What the exercise asks ▸ Through the end of the data below, output every line exactly, beginning with the line that contains "self.http.post_no_content::<()>(&url, None).await".
- Opening Delimiter -
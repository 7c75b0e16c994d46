// Copyright © 2025 rustmailer.com
// Licensed under RustMailer License Agreement v1.0
// Unauthorized copying, modification, or distribution is prohibited.

use std::time::Duration;

use serde_json::json;
use url::Url;

use crate::{
    modules::{
        error::{code::ErrorCode, ForwarderResult},
        graph::{
            http::HttpClient,
            model::{
                Attachment, AttachmentPage, CandidateMessage, CandidatePage, DraftMessage,
                Message, NewAttachment, TranslateExchangeIdsRequest,
                TranslateExchangeIdsResponse,
            },
            GraphEndpoint, IdType, MailService, MessageQuery,
        },
        settings::cli::SETTINGS,
    },
    raise_error,
};

pub struct GraphClient {
    http: HttpClient,
    base_url: String,
    beta_url: String,
    mailbox: String,
}

impl GraphClient {
    /// Builds a client acting with the caller's bearer token, configured from [`SETTINGS`].
    pub fn from_settings(access_token: &str) -> ForwarderResult<Self> {
        Self::new(
            access_token,
            &SETTINGS.forwarder_graph_base_url,
            &SETTINGS.forwarder_graph_beta_url,
            SETTINGS.forwarder_graph_mailbox.as_deref(),
            Duration::from_secs(SETTINGS.forwarder_graph_timeout_secs),
        )
    }

    pub fn new(
        access_token: &str,
        base_url: &str,
        beta_url: &str,
        mailbox: Option<&str>,
        timeout: Duration,
    ) -> ForwarderResult<Self> {
        let mailbox = match mailbox.map(str::trim).filter(|m| !m.is_empty()) {
            Some(user) => format!("users/{}", urlencoding::encode(user)),
            None => "me".to_string(),
        };
        Ok(Self {
            http: HttpClient::new(access_token, timeout)?,
            base_url: base_url.trim_end_matches('/').to_string(),
            beta_url: beta_url.trim_end_matches('/').to_string(),
            mailbox,
        })
    }

    fn root(&self, endpoint: GraphEndpoint) -> &str {
        match endpoint {
            GraphEndpoint::Primary => &self.base_url,
            GraphEndpoint::Beta => &self.beta_url,
        }
    }

    pub(crate) fn message_url(&self, endpoint: GraphEndpoint, id: &str) -> String {
        format!(
            "{}/{}/messages/{}",
            self.root(endpoint),
            self.mailbox,
            urlencoding::encode(id)
        )
    }

    /// Renders a query as `/messages?$filter=..&$top=..`, percent-encoding every value.
    pub(crate) fn query_url(&self, query: &MessageQuery) -> ForwarderResult<Url> {
        let mut params = Vec::with_capacity(4);
        if !query.filter.is_empty() {
            params.push(format!("$filter={}", urlencoding::encode(&query.filter)));
        }
        params.push(format!("$top={}", query.top));
        if !query.select.is_empty() {
            params.push(format!(
                "$select={}",
                urlencoding::encode(&query.select.join(","))
            ));
        }
        if let Some(order_by) = &query.order_by {
            params.push(format!("$orderby={}", urlencoding::encode(order_by)));
        }
        let raw = format!(
            "{}/{}/messages?{}",
            self.base_url,
            self.mailbox,
            params.join("&")
        );
        Url::parse(&raw).map_err(|e| {
            raise_error!(
                format!("Failed to build message query URL '{}': {:#?}", raw, e),
                ErrorCode::InternalError
            )
        })
    }
}

impl MailService for GraphClient {
    async fn query_messages(&self, query: &MessageQuery) -> ForwarderResult<Vec<CandidateMessage>> {
        let url = self.query_url(query)?;
        let page: CandidatePage = self.http.get(url.as_str()).await?;
        Ok(page.value)
    }

    async fn translate_id(
        &self,
        id: &str,
        source: IdType,
        target: IdType,
    ) -> ForwarderResult<String> {
        let url = format!("{}/{}/translateExchangeIds", self.base_url, self.mailbox);
        let request = TranslateExchangeIdsRequest {
            input_ids: vec![id],
            source_id_type: source.as_str(),
            target_id_type: target.as_str(),
        };
        let response: TranslateExchangeIdsResponse = self.http.post(&url, &request).await?;
        let result = response.value.into_iter().next().ok_or_else(|| {
            raise_error!(
                "translateExchangeIds returned no result for the input id".into(),
                ErrorCode::TranslationFailed
            )
        })?;
        match result.target_id.filter(|t| !t.is_empty()) {
            Some(target_id) => Ok(target_id),
            None => {
                let reason = result
                    .error_details
                    .map(|d| format!("{}: {}", d.code, d.message))
                    .unwrap_or_else(|| "no targetId in response".into());
                Err(raise_error!(
                    format!("translateExchangeIds could not convert the id ({})", reason),
                    ErrorCode::TranslationFailed
                ))
            }
        }
    }

    async fn get_message(
        &self,
        id: &str,
        endpoint: GraphEndpoint,
        select: &[&str],
    ) -> ForwarderResult<Message> {
        let url = format!(
            "{}?$select={}",
            self.message_url(endpoint, id),
            urlencoding::encode(&select.join(","))
        );
        self.http.get(&url).await
    }

    async fn list_attachments(&self, message_id: &str) -> ForwarderResult<Vec<Attachment>> {
        // Item attachments only carry their embedded item when expanded.
        let mut url = format!(
            "{}/attachments?$expand={}",
            self.message_url(GraphEndpoint::Primary, message_id),
            urlencoding::encode("microsoft.graph.itemattachment/item")
        );
        let mut attachments = Vec::new();
        loop {
            let page: AttachmentPage = self.http.get(&url).await?;
            attachments.extend(page.value);
            match page.next_link {
                Some(next) => url = next,
                None => break,
            }
        }
        Ok(attachments)
    }

    async fn create_message(&self, draft: &DraftMessage) -> ForwarderResult<Message> {
        let url = format!("{}/{}/messages", self.base_url, self.mailbox);
        self.http.post(&url, draft).await
    }

    async fn add_attachment(
        &self,
        message_id: &str,
        attachment: &NewAttachment,
    ) -> ForwarderResult<()> {
        let url = format!(
            "{}/attachments",
            self.message_url(GraphEndpoint::Primary, message_id)
        );
        self.http.post_no_content(&url, Some(attachment)).await
    }

    async fn send_message(&self, message_id: &str) -> ForwarderResult<()> {
        let url = format!(
            "{}/send",
            self.message_url(GraphEndpoint::Primary, message_id)
        );
        self.http.post_no_content::<()>(&url, None).await
    }

    async fn move_message(&self, message_id: &str, destination: &str) -> ForwarderResult<()> {
        let url = format!(
            "{}/move",
            self.message_url(GraphEndpoint::Primary, message_id)
        );
        let data = json!({
          "destinationId": destination
        });
        self.http.post_no_content(&url, Some(&data)).await
    }
}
- Closing Delimiter -
Result for this exercise ▸
        self.http.post_no_content::<()>(&url, None).await
    }

    async fn move_message(&self, message_id: &str, destination: &str) -> ForwarderResult<()> {
        let url = format!(
            "{}/move",
            self.message_url(GraphEndpoint::Primary, message_id)
        );
        let data = json!({
          "destinationId": destination
        });
        self.http.post_no_content(&url, Some(&data)).await
    }
}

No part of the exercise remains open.